___ Supplied material ___

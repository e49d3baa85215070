//! Configuration management for the `WeatherWise` engine
//!
//! Handles loading configuration from files, environment variables,
//! and provides validation for all configuration settings.

use crate::WeatherWiseError;
use anyhow::{Context, Result};
use config::{Config, Environment, File};
use serde::{Deserialize, Serialize};
use std::path::PathBuf;
use tracing::warn;

/// Root configuration structure
#[derive(Debug, Clone, Default, Serialize, Deserialize)]
pub struct WeatherWiseConfig {
    /// External data source settings
    #[serde(default)]
    pub sources: SourcesConfig,
    /// Cache configuration
    #[serde(default)]
    pub cache: CacheConfig,
    /// Estimation engine tuning
    #[serde(default)]
    pub estimation: EstimationConfig,
    /// Logging configuration
    #[serde(default)]
    pub logging: LoggingConfig,
    /// HTTP server settings
    #[serde(default)]
    pub server: ServerConfig,
}

/// External data source settings
#[derive(Debug, Clone, Serialize, Deserialize)]
pub struct SourcesConfig {
    /// Base URL of the daily archive API
    #[serde(default = "default_historical_base_url")]
    pub historical_base_url: String,
    /// Base URL of the current weather API
    #[serde(default = "default_current_base_url")]
    pub current_base_url: String,
    /// Base URL of the geocoding API
    #[serde(default = "default_geocoding_base_url")]
    pub geocoding_base_url: String,
    /// Current weather API key; without it current conditions are synthesized
    pub api_key: Option<String>,
    /// Request timeout in seconds
    #[serde(default = "default_timeout")]
    pub timeout_seconds: u32,
}

/// Cache configuration settings
#[derive(Debug, Clone, Serialize, Deserialize)]
pub struct CacheConfig {
    /// Lifetime of current-conditions entries in minutes
    #[serde(default = "default_current_ttl")]
    pub current_ttl_minutes: u32,
}

/// Estimation engine tuning
#[derive(Debug, Clone, Serialize, Deserialize)]
pub struct EstimationConfig {
    /// Number of complete years of archive data requested, ending last year
    #[serde(default = "default_history_years")]
    pub history_years: u32,
}

/// Logging configuration settings
#[derive(Debug, Clone, Serialize, Deserialize)]
pub struct LoggingConfig {
    /// Log level (error, warn, info, debug, trace)
    #[serde(default = "default_log_level")]
    pub level: String,
    /// Log format (pretty or json)
    #[serde(default = "default_log_format")]
    pub format: String,
}

/// HTTP server settings
#[derive(Debug, Clone, Serialize, Deserialize)]
pub struct ServerConfig {
    #[serde(default = "default_port")]
    pub port: u16,
}

// Default value functions
fn default_historical_base_url() -> String {
    "https://archive-api.open-meteo.com/v1".to_string()
}

fn default_current_base_url() -> String {
    "https://api.openweathermap.org/data/2.5".to_string()
}

fn default_geocoding_base_url() -> String {
    "https://nominatim.openstreetmap.org".to_string()
}

fn default_timeout() -> u32 {
    30
}

fn default_current_ttl() -> u32 {
    30
}

fn default_history_years() -> u32 {
    30
}

fn default_log_level() -> String {
    "info".to_string()
}

fn default_log_format() -> String {
    "pretty".to_string()
}

fn default_port() -> u16 {
    3000
}

impl Default for SourcesConfig {
    fn default() -> Self {
        Self {
            historical_base_url: default_historical_base_url(),
            current_base_url: default_current_base_url(),
            geocoding_base_url: default_geocoding_base_url(),
            api_key: None,
            timeout_seconds: default_timeout(),
        }
    }
}

impl Default for CacheConfig {
    fn default() -> Self {
        Self {
            current_ttl_minutes: default_current_ttl(),
        }
    }
}

impl Default for EstimationConfig {
    fn default() -> Self {
        Self {
            history_years: default_history_years(),
        }
    }
}

impl Default for LoggingConfig {
    fn default() -> Self {
        Self {
            level: default_log_level(),
            format: default_log_format(),
        }
    }
}

impl Default for ServerConfig {
    fn default() -> Self {
        Self {
            port: default_port(),
        }
    }
}

impl SourcesConfig {
    /// The current-weather key, if it looks usable. Blank, too short or too
    /// long keys are reported and ignored.
    #[must_use]
    pub fn usable_api_key(&self) -> Option<String> {
        let key = self.api_key.as_deref()?.trim();
        if key.is_empty() {
            return None;
        }
        if !(8..=100).contains(&key.len()) {
            warn!(
                "Weather API key appears to be invalid ({} characters); current conditions will be synthesized",
                key.len()
            );
            return None;
        }
        Some(key.to_string())
    }
}

impl CacheConfig {
    #[must_use]
    pub fn current_ttl(&self) -> std::time::Duration {
        std::time::Duration::from_secs(u64::from(self.current_ttl_minutes) * 60)
    }
}

impl WeatherWiseConfig {
    /// Load configuration from `config_path`, or the default location, then
    /// the environment
    pub fn load_from_path(config_path: Option<PathBuf>) -> Result<Self> {
        let mut builder = Config::builder();

        // Load from file if path is provided or use default location
        let config_file = config_path.unwrap_or_else(|| {
            Self::get_config_path().unwrap_or_else(|| PathBuf::from("config.toml"))
        });

        if config_file.exists() {
            builder = builder.add_source(
                File::from(config_file.clone())
                    .required(false)
                    .format(config::FileFormat::Toml),
            );
        }

        // WEATHERWISE_SOURCES__API_KEY=... overrides sources.api_key
        builder = builder.add_source(
            Environment::with_prefix("WEATHERWISE")
                .prefix_separator("_")
                .separator("__")
                .try_parsing(true),
        );

        let settings = builder
            .build()
            .with_context(|| "Failed to build configuration")?;

        let mut config: WeatherWiseConfig = settings
            .try_deserialize()
            .with_context(|| "Failed to deserialize configuration")?;

        config.apply_defaults();
        config.validate()?;

        Ok(config)
    }

    /// Get the default configuration file path
    #[must_use]
    pub fn get_config_path() -> Option<PathBuf> {
        dirs::config_dir().map(|dir| dir.join("weatherwise").join("config.toml"))
    }

    /// Apply default values to missing configuration fields
    pub fn apply_defaults(&mut self) {
        if self.sources.historical_base_url.is_empty() {
            self.sources.historical_base_url = default_historical_base_url();
        }
        if self.sources.current_base_url.is_empty() {
            self.sources.current_base_url = default_current_base_url();
        }
        if self.sources.geocoding_base_url.is_empty() {
            self.sources.geocoding_base_url = default_geocoding_base_url();
        }
        if self.sources.timeout_seconds == 0 {
            self.sources.timeout_seconds = default_timeout();
        }
        if self.cache.current_ttl_minutes == 0 {
            self.cache.current_ttl_minutes = default_current_ttl();
        }
        if self.estimation.history_years == 0 {
            self.estimation.history_years = default_history_years();
        }
        if self.logging.level.is_empty() {
            self.logging.level = default_log_level();
        }
        if self.logging.format.is_empty() {
            self.logging.format = default_log_format();
        }
        if self.server.port == 0 {
            self.server.port = default_port();
        }
    }

    /// Validate all configuration settings.
    ///
    /// The API key is not checked here: an unusable key only disables live
    /// current conditions (see [`SourcesConfig::usable_api_key`]).
    pub fn validate(&self) -> Result<()> {
        self.validate_numeric_ranges()?;
        self.validate_string_values()?;
        Ok(())
    }

    fn validate_numeric_ranges(&self) -> Result<()> {
        if self.sources.timeout_seconds > 300 {
            return Err(WeatherWiseError::config("Source timeout cannot exceed 300 seconds").into());
        }

        if self.cache.current_ttl_minutes > 24 * 60 {
            return Err(WeatherWiseError::config(
                "Current-conditions cache TTL cannot exceed 1440 minutes (1 day)",
            )
            .into());
        }

        if !(1..=80).contains(&self.estimation.history_years) {
            return Err(WeatherWiseError::config("History years must be between 1 and 80").into());
        }

        Ok(())
    }

    fn validate_string_values(&self) -> Result<()> {
        let valid_log_levels = ["error", "warn", "info", "debug", "trace"];
        if !valid_log_levels.contains(&self.logging.level.as_str()) {
            return Err(WeatherWiseError::config(format!(
                "Invalid log level '{}'. Must be one of: {}",
                self.logging.level,
                valid_log_levels.join(", ")
            ))
            .into());
        }

        let valid_log_formats = ["pretty", "json"];
        if !valid_log_formats.contains(&self.logging.format.as_str()) {
            return Err(WeatherWiseError::config(format!(
                "Invalid log format '{}'. Must be one of: {}",
                self.logging.format,
                valid_log_formats.join(", ")
            ))
            .into());
        }

        for (name, url) in [
            ("historical", &self.sources.historical_base_url),
            ("current", &self.sources.current_base_url),
            ("geocoding", &self.sources.geocoding_base_url),
        ] {
            if !url.starts_with("http://") && !url.starts_with("https://") {
                return Err(WeatherWiseError::config(format!(
                    "The {name} base URL must be a valid HTTP or HTTPS URL"
                ))
                .into());
            }
        }

        Ok(())
    }
}

#[cfg(test)]
mod tests {
    use super::*;
    use std::io::Write;

    #[test]
    fn test_default_config() {
        let config = WeatherWiseConfig::default();
        assert_eq!(
            config.sources.historical_base_url,
            "https://archive-api.open-meteo.com/v1"
        );
        assert_eq!(config.sources.timeout_seconds, 30);
        assert_eq!(config.cache.current_ttl_minutes, 30);
        assert_eq!(config.cache.current_ttl().as_secs(), 1800);
        assert_eq!(config.estimation.history_years, 30);
        assert_eq!(config.logging.level, "info");
        assert!(config.sources.api_key.is_none());
        assert!(config.validate().is_ok());
    }

    #[test]
    fn test_unusable_api_key_is_ignored_not_fatal() {
        let mut config = WeatherWiseConfig::default();
        config.sources.api_key = Some(" valid_api_key_123 ".to_string());
        assert_eq!(
            config.sources.usable_api_key().as_deref(),
            Some("valid_api_key_123")
        );

        for key in ["", "   ", "abc", &"x".repeat(101)] {
            config.sources.api_key = Some(key.to_string());
            assert!(config.validate().is_ok());
            assert!(config.sources.usable_api_key().is_none());
        }
    }

    #[test]
    fn test_load_with_short_api_key() {
        let dir = std::env::temp_dir().join(format!("weatherwise-key-{}", std::process::id()));
        std::fs::create_dir_all(&dir).unwrap();
        let path = dir.join("config.toml");
        std::fs::write(&path, "[sources]\napi_key = \"abc\"\n").unwrap();

        let config = WeatherWiseConfig::load_from_path(Some(path)).unwrap();
        assert_eq!(config.sources.api_key.as_deref(), Some("abc"));
        assert!(config.sources.usable_api_key().is_none());

        std::fs::remove_dir_all(&dir).ok();
    }

    #[test]
    fn test_config_validation_invalid_log_level() {
        let mut config = WeatherWiseConfig::default();
        config.logging.level = "invalid".to_string();
        let result = config.validate();
        assert!(result.is_err());
        assert!(result.unwrap_err().to_string().contains("Invalid log level"));
    }

    #[test]
    fn test_config_validation_numeric_ranges() {
        let mut config = WeatherWiseConfig::default();
        config.sources.timeout_seconds = 500;
        let result = config.validate();
        assert!(result.unwrap_err().to_string().contains("timeout cannot exceed"));

        let mut config = WeatherWiseConfig::default();
        config.estimation.history_years = 200;
        assert!(config.validate().is_err());
    }

    #[test]
    fn test_apply_defaults_fills_zeroes() {
        let mut config = WeatherWiseConfig::default();
        config.sources.timeout_seconds = 0;
        config.logging.format = String::new();
        config.estimation.history_years = 0;
        config.apply_defaults();
        assert_eq!(config.sources.timeout_seconds, 30);
        assert_eq!(config.logging.format, "pretty");
        assert_eq!(config.estimation.history_years, 30);
    }

    #[test]
    fn test_load_from_toml_file() {
        let dir = std::env::temp_dir().join(format!("weatherwise-config-{}", std::process::id()));
        std::fs::create_dir_all(&dir).unwrap();
        let path = dir.join("config.toml");
        let mut file = std::fs::File::create(&path).unwrap();
        writeln!(
            file,
            "[estimation]\nhistory_years = 20\n\n[logging]\nlevel = \"debug\"\n"
        )
        .unwrap();

        let config = WeatherWiseConfig::load_from_path(Some(path)).unwrap();
        assert_eq!(config.estimation.history_years, 20);
        assert_eq!(config.logging.level, "debug");
        assert_eq!(config.server.port, 3000);

        std::fs::remove_dir_all(&dir).ok();
    }

    #[test]
    fn test_config_path_generation() {
        if let Some(path) = WeatherWiseConfig::get_config_path() {
            assert!(path.to_string_lossy().contains("weatherwise"));
            assert!(path.to_string_lossy().contains("config.toml"));
        }
    }
}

___

What is needed
All lines in the listing above that contain "WeatherWiseError" should be shown.

Task response
use crate::WeatherWiseError;
            return Err(WeatherWiseError::config("Source timeout cannot exceed 300 seconds").into());
            return Err(WeatherWiseError::config(
            return Err(WeatherWiseError::config("History years must be between 1 and 80").into());
            return Err(WeatherWiseError::config(format!(
            return Err(WeatherWiseError::config(format!(
                return Err(WeatherWiseError::config(format!(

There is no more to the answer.